= Exercise brief =
Which lines of the data contain the string "time"? Copy every one.

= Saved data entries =
--*--
//! Episode lifecycle and reward administration for trainable combat arenas.
//!
//! An [`Arena`] owns a roster of combatants ("ships"), the agent controllers bound
//! to them, and the machinery that turns combat into a clean episodic training
//! signal:
//!
//! - [`SettingsResolver`] merges default, override and trainer-supplied settings
//!   into one [`EffectiveSettings`] snapshot per episode
//! - [`BoundaryMonitor`] applies the soft/hard two-radius boundary
//! - [`RewardAdministrator`] converts damage, deaths and boundary violations into
//!   reward grants
//! - [`EpisodeOrchestrator`] gates reward accumulation and sequences the reset
//! - [`MetricsAggregator`] accumulates per-episode statistics and flushes them
//!
//! Ship physics, weapons, observations and the trainer itself live outside this
//! crate and talk to the arena through [`Combatant`], [`AgentController`],
//! [`ArenaPopulation`], [`ParameterSource`] and [`MetricsSink`].

pub use self::{core::*, engine::*};

pub mod core;
pub mod engine;

/// Rejected arena configuration.
#[derive(Debug, Clone, PartialEq, derive_more::Display, derive_more::Error)]
pub enum ConfigError {
    #[display("hard boundary multiplier ({hard}) must be greater than soft multiplier ({soft})")]
    InvalidBoundary { soft: f32, hard: f32 },
    #[display("{name} must be positive, got {value}")]
    NonPositive { name: &'static str, value: f32 },
    #[display("{name} must not be negative, got {value}")]
    Negative { name: &'static str, value: f32 },
    #[display("{name} is too large for a duration, got {value}")]
    DurationOutOfRange { name: &'static str, value: f32 },
    #[display("spawn radius fraction ({spawn}) must be less than soft multiplier ({soft})")]
    SpawnOutsideBoundary { spawn: f32, soft: f32 },
}

#[derive(Debug, Clone, PartialEq, Eq, derive_more::Display, derive_more::Error)]
pub enum ArenaError {
    #[display("no combatant registered as {id}")]
    UnknownCombatant { id: CombatantId },
    #[display("combatant {id} has been removed from the arena")]
    MissingCombatant { id: CombatantId },
}

pub(crate) fn ensure_positive(name: &'static str, value: f32) -> Result<(), ConfigError> {
    if value > 0.0 && value.is_finite() {
        Ok(())
    } else {
        Err(ConfigError::NonPositive { name, value })
    }
}

/// Converts `value` seconds into a [`Duration`], rejecting negative and
/// unrepresentable values.
///
/// [`Duration`]: std::time::Duration
pub fn ensure_duration(
    name: &'static str,
    value: f32,
) -> Result<std::time::Duration, ConfigError> {
    ensure_non_negative(name, value)?;
    std::time::Duration::try_from_secs_f32(value)
        .map_err(|_| ConfigError::DurationOutOfRange { name, value })
}

pub(crate) fn ensure_non_negative(name: &'static str, value: f32) -> Result<(), ConfigError> {
    if value >= 0.0 && value.is_finite() {
        Ok(())
    } else {
        Err(ConfigError::Negative { name, value })
    }
}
--*--
= Written solution =
/// [`Duration`]: std::time::Duration
) -> Result<std::time::Duration, ConfigError> {
    std::time::Duration::try_from_secs_f32(value)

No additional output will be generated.